Ve lo ricordate il Pen, il Piano energetico nazionale? Forse non ci serve più, trattandosi di uno strumento per mercati non liberalizzati. Ma c’è qualcuno che pensa alla strategia delle fonti energetiche, o dobbiamo lasciare che ciascuno per suo conto si organizzi per farci arrivare il gas, il carbone e quant’altro ci occorre per produrre energia? Solo grazie all’Europa siamo costretti ad aderire a piani di ampio spettro; da noi l’assenza di un piano o di una strategia che individui almeno una “cornice” entro la quale muoversi, rende di fatto casuale qualunque risultato. Ma quanto comincia a costarci la mancanza di alternativa al petrolio? La sfida è rendere efficiente un nuovo mix di fonti, non potendoci più permettere il lusso di ritardare la transizione dall’economia del petrolio a quella delle rinnovabili.

Quale ruolo dovrebbero avere le istituzioni e le amministrazioni pubbliche?
E’ necessaria una concertazione territoriale capillare, una vera pianificazione concordata con le Regioni e con le grandi società infrastrutturali (come TERNA). Il risultato è dare un senso alle autorizzazioni: non più e solo procedimenti autorizzativi da medioevo, ma valutazioni di impatto economico (quelle di impatto ambientale sono il dito dietro al quale nascondersi) in grado di comprendere l’effettivo contributo di ciascun progetto al sistema energetico.

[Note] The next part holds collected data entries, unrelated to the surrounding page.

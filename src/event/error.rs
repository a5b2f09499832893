use thiserror::Error;

use super::codec::EventKind;

/// Failure to decode header tags or an event frame.
///
/// A decode error always discards the whole frame; no partially decoded
/// event is handed on.
#[derive(Debug, Clone, PartialEq, Eq, Error)]
pub enum DecodeError {
    #[error("truncated {what}: need {needed} bytes, have {available}")]
    Truncated {
        what: &'static str,
        needed: usize,
        available: usize,
    },

    #[error("bad header tags magic {0:#06x}")]
    BadMagic(u16),

    #[error("unsupported header tags version {0}")]
    UnsupportedTagsVersion(u8),

    #[error("unknown event type {0}")]
    UnknownEventType(u16),

    #[error("unsupported {kind} body version {version}")]
    UnsupportedBodyVersion { kind: EventKind, version: u16 },

    #[error("malformed event body: {0}")]
    Body(String),

    #[error("invalid event: {0}")]
    Invalid(String),
}

impl From<prost::DecodeError> for DecodeError {
    fn from(value: prost::DecodeError) -> Self {
        DecodeError::Body(value.to_string())
    }
}

pub type Result<T> = std::result::Result<T, DecodeError>;
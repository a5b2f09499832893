//! Host gate applied before any outbound fetch

use std::collections::HashSet;
use std::net::IpAddr;

use crate::config::RelaySettings;

/// Immutable host predicate built from configuration.
///
/// Entries are either exact hosts (`192.168.1.5`, `example.com`) or
/// `*.suffix` wildcards that match any sub-domain but not the apex. Matching
/// ignores ASCII case, a port suffix and a trailing dot.
#[derive(Debug, Clone, Default)]
pub struct Blacklist {
    exact: HashSet<String>,
    suffixes: Vec<String>,
    block_private: bool,
}

impl Blacklist {
    pub fn new<I, S>(entries: I, block_private: bool) -> Self
    where
        I: IntoIterator<Item = S>,
        S: AsRef<str>,
    {
        let mut blacklist = Self {
            block_private,
            ..Self::default()
        };

        for entry in entries {
            let entry = entry.as_ref().trim().to_ascii_lowercase();
            match entry.strip_prefix('*') {
                Some(suffix) if suffix.starts_with('.') => {
                    let suffix = suffix.trim_end_matches('.');
                    // A bare "*." would match every host.
                    if !suffix.is_empty() {
                        blacklist.suffixes.push(suffix.to_string());
                    }
                }
                _ => {
                    blacklist.exact.insert(normalize_host(&entry));
                }
            }
        }

        blacklist
    }

    pub fn from_settings(settings: &RelaySettings) -> Self {
        Self::new(&settings.blacklist, settings.block_private_hosts)
    }

    pub fn is_blacklisted(&self, host: &str) -> bool {
        let host = normalize_host(host);
        if host.is_empty() {
            return false;
        }

        if self.exact.contains(&host) {
            return true;
        }

        if self
            .suffixes
            .iter()
            .any(|suffix| host.len() > suffix.len() && host.ends_with(suffix.as_str()))
        {
            return true;
        }

        self.block_private && is_private_host(&host)
    }
}

/// Lowercase, drop `:port`, unbracket IPv6 literals, drop a trailing dot.
fn normalize_host(host: &str) -> String {
    let host = host.trim();

    let host = if let Some(rest) = host.strip_prefix('[') {
        rest.split(']').next().unwrap_or(rest)
    } else {
        match host.rsplit_once(':') {
            // A single colon is a port separator; more means a bare IPv6 literal.
            Some((name, port))
                if !name.contains(':') && port.chars().all(|c| c.is_ascii_digit()) =>
            {
                name
            }
            _ => host,
        }
    };

    host.trim_end_matches('.').to_ascii_lowercase()
}

fn is_private_host(host: &str) -> bool {
    if host == "localhost" || host.ends_with(".localhost") {
        return true;
    }

    match host.parse::<IpAddr>() {
        Ok(IpAddr::V4(addr)) => addr.is_loopback() || addr.is_private(),
        Ok(IpAddr::V6(addr)) => addr.is_loopback(),
        Err(_) => false,
    }
}

#[cfg(test)]
mod tests {
    use super::*;

    #[test]
    fn test_exact_match() {
        let blacklist = Blacklist::new(["192.168.1.5", "Example.COM"], false);

        assert!(blacklist.is_blacklisted("192.168.1.5"));
        assert!(blacklist.is_blacklisted("192.168.1.5:8080"));
        assert!(blacklist.is_blacklisted("example.com"));
        assert!(blacklist.is_blacklisted("EXAMPLE.com."));
        assert!(!blacklist.is_blacklisted("192.168.1.6"));
        assert!(!blacklist.is_blacklisted("www.example.com"));
    }

    #[test]
    fn test_wildcard_matches_subdomains_only() {
        let blacklist = Blacklist::new(["*.example.org"], false);

        assert!(blacklist.is_blacklisted("a.example.org"));
        assert!(blacklist.is_blacklisted("deep.a.example.org:443"));
        assert!(!blacklist.is_blacklisted("example.org"));
        assert!(!blacklist.is_blacklisted("badexample.org"));
    }

    #[test]
    fn test_bare_wildcard_matches_nothing() {
        let blacklist = Blacklist::new(["*.", "*.."], false);
        assert!(!blacklist.is_blacklisted("example.com"));
        assert!(!blacklist.is_blacklisted("a.b"));
    }

    #[test]
    fn test_empty_host_is_allowed() {
        let blacklist = Blacklist::new(["example.com"], true);
        assert!(!blacklist.is_blacklisted(""));
        assert!(!blacklist.is_blacklisted("   "));
    }

    #[test]
    fn test_private_hosts() {
        let blacklist = Blacklist::new(Vec::<String>::new(), true);

        assert!(blacklist.is_blacklisted("localhost"));
        assert!(blacklist.is_blacklisted("127.0.0.1:3000"));
        assert!(blacklist.is_blacklisted("10.1.2.3"));
        assert!(blacklist.is_blacklisted("172.20.0.1"));
        assert!(blacklist.is_blacklisted("192.168.1.5"));
        assert!(blacklist.is_blacklisted("[::1]:8080"));
        assert!(!blacklist.is_blacklisted("172.32.0.1"));
        assert!(!blacklist.is_blacklisted("8.8.8.8"));
        assert!(!blacklist.is_blacklisted("example.com"));
    }

    #[test]
    fn test_private_hosts_allowed_by_default() {
        let blacklist = Blacklist::new(Vec::<String>::new(), false);
        assert!(!blacklist.is_blacklisted("127.0.0.1"));
    }

    #[test]
    fn test_ipv6_literal_entry() {
        let blacklist = Blacklist::new(["[2001:db8::1]"], false);
        assert!(blacklist.is_blacklisted("[2001:db8::1]:443"));
        assert!(blacklist.is_blacklisted("2001:db8::1"));
    }

    #[test]
    fn test_from_settings() {
        let settings = RelaySettings {
            blacklist: vec!["blocked.example".to_string()],
            ..RelaySettings::default()
        };
        let blacklist = Blacklist::from_settings(&settings);
        assert!(blacklist.is_blacklisted("blocked.example"));
    }

    #[test]
    fn test_deterministic() {
        let blacklist = Blacklist::new(["*.example.org", "10.0.0.1"], true);
        for host in ["a.example.org", "10.0.0.1", "example.net", "192.168.0.1"] {
            assert_eq!(blacklist.is_blacklisted(host), blacklist.is_blacklisted(host));
        }
    }
}
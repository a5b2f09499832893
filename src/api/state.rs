use std::sync::Arc;

use super::error::ApiError;
use crate::config::Config;
use crate::relay::{Dispatcher, Fetcher, HttpTransport, ReqwestTransport, TransportConfig};

#[derive(Clone)]
pub struct AppState {
    pub config: Arc<Config>,
    pub dispatcher: Arc<Dispatcher>,
}

impl AppState {
    pub fn new(config: Config, transport: Arc<dyn HttpTransport>) -> Self {
        let settings = Arc::new(config.relay.clone());
        let dispatcher = Dispatcher::new(Fetcher::new(settings, transport));
        Self {
            config: Arc::new(config),
            dispatcher: Arc::new(dispatcher),
        }
    }

    /// State backed by a real HTTP client configured from `config.relay`
    pub fn from_config(config: Config) -> Result<Self, ApiError> {
        let transport = ReqwestTransport::new(TransportConfig::from_settings(&config.relay))
            .map_err(|e| ApiError::Internal(format!("Failed to build HTTP client: {e}")))?;
        Ok(Self::new(config, Arc::new(transport)))
    }
}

Quali obiettivi potrebbero essere raggiunti?
Se sapremo cogliere questa opportunità potremo abbattere del 40% il costo delle rinnovabili. Infatti, la loro diffusione può generare una riduzione dei costi stimata tra il 20-25%. E il costo delle procedure per le autorizzazioni oggi pesa fino al 10-15% sul costo! Sul fronte dell’occupazione, raggiungendo i livelli tecnologici di Spagna o Germania potremmo contare a breve su un volano di 80.000/100.000 posti di lavoro.

In sintesi: razionalizzazione economica e tecnologica, chiarezza del quadro normativo e informazione in particolare sul territorio?
Sarebbe una buona tabella di marcia.